In 2000, there were 1,292 households, out of which 8.9% had children under the age of 18 living with them, 43.5% were married couples living together, 5.2% had a female householder with no husband present, and 49.0% were non-families. 41.3% of all households were made up of individuals, and 20.0% had someone living alone who was 65 years of age or older. The average household size was 1.81 and the average family size was 2.38.

In 2000, in the town, the population was spread out, with 9.2% under the age of 18, 3.1% from 18 to 24, 19.7% from 25 to 44, 34.0% from 45 to 64, and 34.0% who were 65 years of age or older. The median age was 55 years. For every 100 females, there were 95.2 males. For every 100 females age 18 and over, there were 94.6 males.

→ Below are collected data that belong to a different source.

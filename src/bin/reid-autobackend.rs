//! Re-identification backend selection CLI
//!
//! Command-line interface for identifying model formats and extracting
//! embeddings through the automatically selected backend.

#[cfg(feature = "cli")]
use reid_autobackend::cli;

#[cfg(feature = "cli")]
fn main() -> anyhow::Result<()> {
    cli::main()
}

#[cfg(not(feature = "cli"))]
fn main() {
    eprintln!("CLI feature not enabled. Please rebuild with --features cli");
    std::process::exit(1);
}
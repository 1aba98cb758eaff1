//! Error types for backend selection and feature extraction

use crate::framework::Framework;
use std::path::PathBuf;
use thiserror::Error;

/// Result type alias for re-identification operations
pub type Result<T> = std::result::Result<T, ReidError>;

/// Error types for backend selection, model loading and inference
#[derive(Error, Debug)]
pub enum ReidError {
    /// Weights extension does not map to any supported framework
    #[error("Unsupported model format '{extension}' for weights '{}'. Supported suffixes: {supported}", path.display())]
    UnsupportedFormat {
        path: PathBuf,
        extension: String,
        supported: String,
    },

    /// A backend was produced for a different framework than the one identified
    #[error("Inconsistent backend mapping: identified {expected}, backend reports {actual}")]
    InconsistentMapping {
        expected: Framework,
        actual: Framework,
    },

    /// An empty list of weights was supplied
    #[error("Weights list is empty, at least one path is required")]
    EmptyWeights,

    /// No inference engine is linked for the framework
    #[error("No {framework} runtime is available in this build: {hint}")]
    RuntimeUnavailable { framework: Framework, hint: String },

    /// Input batch or crop boxes are malformed
    #[error("Invalid input: {0}")]
    InvalidInput(String),

    /// Invalid configuration or parameters
    #[error("Invalid configuration: {0}")]
    InvalidConfig(String),

    /// Model artifact loading or validation errors
    #[error("Model error: {0}")]
    Model(String),

    /// Engine inference errors
    #[error("Inference error: {0}")]
    Inference(String),

    /// Input/output errors
    #[error("IO error: {0}")]
    Io(#[from] std::io::Error),

    /// Image decoding errors
    #[error("Image error: {0}")]
    Image(#[from] image::ImageError),

    /// Configuration (de)serialization errors
    #[error("JSON error: {0}")]
    Json(#[from] serde_json::Error),

    /// Generic error for unexpected conditions
    #[error("Internal error: {0}")]
    Internal(String),
}

impl ReidError {
    /// Create an unsupported format error for a weights path
    pub fn unsupported_format<P: Into<PathBuf>>(path: P) -> Self {
        let path = path.into();
        let extension = path
            .extension()
            .and_then(|e| e.to_str())
            .map_or_else(|| "<none>".to_string(), |e| format!(".{e}"));
        Self::UnsupportedFormat {
            path,
            extension,
            supported: Framework::supported_suffixes().join(", "),
        }
    }

    /// Create a runtime-unavailable error
    pub fn runtime_unavailable<S: Into<String>>(framework: Framework, hint: S) -> Self {
        Self::RuntimeUnavailable {
            framework,
            hint: hint.into(),
        }
    }

    /// Create a new invalid input error
    pub fn invalid_input<S: Into<String>>(msg: S) -> Self {
        Self::InvalidInput(msg.into())
    }

    /// Create a new invalid configuration error
    pub fn invalid_config<S: Into<String>>(msg: S) -> Self {
        Self::InvalidConfig(msg.into())
    }

    /// Create a new model error
    pub fn model<S: Into<String>>(msg: S) -> Self {
        Self::Model(msg.into())
    }

    /// Create a new inference error
    pub fn inference<S: Into<String>>(msg: S) -> Self {
        Self::Inference(msg.into())
    }

    /// Create a new internal error
    pub fn internal<S: Into<String>>(msg: S) -> Self {
        Self::Internal(msg.into())
    }

    /// Create model error with troubleshooting context
    pub fn model_error_with_context<P: AsRef<std::path::Path>>(
        operation: &str,
        model_path: P,
        error: &str,
        suggestions: &[&str],
    ) -> Self {
        let path_display = model_path.as_ref().display();
        let suggestion_text = if suggestions.is_empty() {
            String::new()
        } else {
            format!(" Suggestions: {}", suggestions.join(", "))
        };

        Self::Model(format!(
            "Failed to {operation} model '{path_display}': {error}.{suggestion_text}"
        ))
    }

    /// Whether the error means the weights file itself was rejected
    #[must_use]
    pub fn is_unsupported_format(&self) -> bool {
        matches!(self, Self::UnsupportedFormat { .. })
    }
}
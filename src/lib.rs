#![allow(clippy::missing_errors_doc)]
#![allow(clippy::missing_panics_doc)]
#![allow(clippy::uninlined_format_args)]

//! # Re-identification Auto Backend
//!
//! Picks the inference backend for an object re-identification model from the
//! extension of its weights file and exposes one `forward` call over all of
//! them.
//!
//! ## Features
//!
//! - **Format Detection**: `.pt`/`.pth`, `.torchscript`, `.onnx`, `.xml`
//!   (OpenVINO IR), `.engine`/`.plan` (TensorRT) and `.tflite`
//! - **ONNX Execution**: ONNX Runtime with CUDA and `CoreML` providers, or Tract
//!   in pure Rust
//! - **Pluggable Runtimes**: other frameworks run on an `InferenceEngine` supplied
//!   by the caller
//! - **Injected Diagnostics**: selection problems go to a `DiagnosticReporter`
//!   instead of terminating the process
//! - **CLI Integration**: optional command-line interface (enable with `cli` feature)
//!
//! ## Quick Start
//!
//! ```rust,no_run
//! use image::RgbImage;
//! use reid_autobackend::{Device, ReidAutoBackend, ReidPreprocessor};
//!
//! # fn main() -> reid_autobackend::Result<()> {
//! let mut selector = ReidAutoBackend::new("osnet_x0_25_msmt17.onnx", Device::Auto, false)?;
//!
//! let frame = RgbImage::new(1280, 720);
//! let boxes = [[100.0, 50.0, 180.0, 260.0], [400.0, 80.0, 470.0, 300.0]];
//! let crops = ReidPreprocessor::default().crops_to_tensor(&frame, &boxes)?;
//!
//! let embeddings = selector.forward(crops)?;
//! assert_eq!(embeddings.nrows(), 2);
//! # Ok(())
//! # }
//! ```
//!
//! ### Feature Flags
//!
//! - `onnx` (default): ONNX Runtime engine with GPU acceleration support
//! - `tract` (default): pure Rust ONNX engine
//! - `cli` (default): command-line interface
//! - `tracing-json`: JSON log output for the CLI
//!
//! ## Custom Runtimes
//!
//! ```rust,no_run
//! use ndarray::{Array2, Array4};
//! use reid_autobackend::{
//!     BackendOptions, Device, InferenceEngine, ReidBackend, Result, TfLiteBackend,
//! };
//!
//! struct MyInterpreter;
//!
//! impl InferenceEngine for MyInterpreter {
//!     fn name(&self) -> &'static str {
//!         "my-interpreter"
//!     }
//!
//!     fn run(&mut self, input: &Array4<f32>) -> Result<Array2<f32>> {
//!         Ok(Array2::ones((input.dim().0, 512)))
//!     }
//! }
//!
//! # fn main() -> Result<()> {
//! let options = BackendOptions::new("osnet.tflite", Device::Cpu, false);
//! let mut backend = TfLiteBackend::with_engine(options, Box::new(MyInterpreter));
//! let batch = backend.preprocess_input(Array4::zeros((1, 3, 256, 128)))?;
//! let embeddings = backend.get_features(batch)?;
//! # Ok(())
//! # }
//! ```

pub mod backends;
#[cfg(feature = "cli")]
pub mod cli;
pub mod config;
pub mod error;
pub mod framework;
pub mod inference;
pub mod selector;
pub mod services;
#[cfg(feature = "cli")]
pub mod tracing_config;
pub mod utils;

// Public API exports
pub use backends::*;
pub use config::{default_weights_dir, Device, SelectorConfig, Weights, DEFAULT_WEIGHTS_FILE};
pub use error::{ReidError, Result};
pub use framework::{
    check_suffix, identify_framework, ExportFormat, Framework, PathList, SuffixSet,
    EXPORT_FORMATS,
};
pub use inference::{BackendOptions, InferenceEngine, ReidBackend};
pub use selector::{BackendFactory, DefaultBackendFactory, ReidAutoBackend};
pub use services::{
    Diagnostic, DiagnosticLevel, DiagnosticReporter, NoOpReporter, RecordingReporter,
    TracingReporter,
};
pub use utils::{PreprocessingConfig, ReidPreprocessor};

#[cfg(feature = "cli")]
pub use tracing_config::{init_cli_tracing, TracingConfig, TracingFormat};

In 2000, the median income for a household in the town was $40,411, and the median income for a family was $49,300. Males had a median income of $36,719 versus $30,662 for females. The per capita income for the town was $31,822. About 5.5% of families and 8.2% of the population were below the poverty line, including 14.6% of those under age 18 and 8.3% of those age 65 or over.
==Ecology==
Redington Shores is home to numerous plants and organisms which thrive around the beach and ocean. Plants on the beach include mangroves, sea oats, and sea grapes. All of these organisms prevent erosion on the dunes and are essential to organisms around them. The mangroves are protected due to the State's “Mangrove Trimming and Preservation Act.” A population of coyotes and loggerhead turtles can be found in Redington Shores.

Karenia brevis, red tide, causes problems in the ocean at Redington Shores. An increase of this organism in the ocean causes harm to organisms around it. Due to the high concentration of K. brevis in the Gulf of Mexico, Redington Shores faces problems with deadly impacts on marine life.

==Library==
The community is served by the Gulf Beaches Public Library, located in nearby Madeira Beach. The library is supported by Madeira Beach, Redington Beach, North Redington Beach, Redington Shores, and Treasure Island. These five communities have combined their resources in order to fund the library.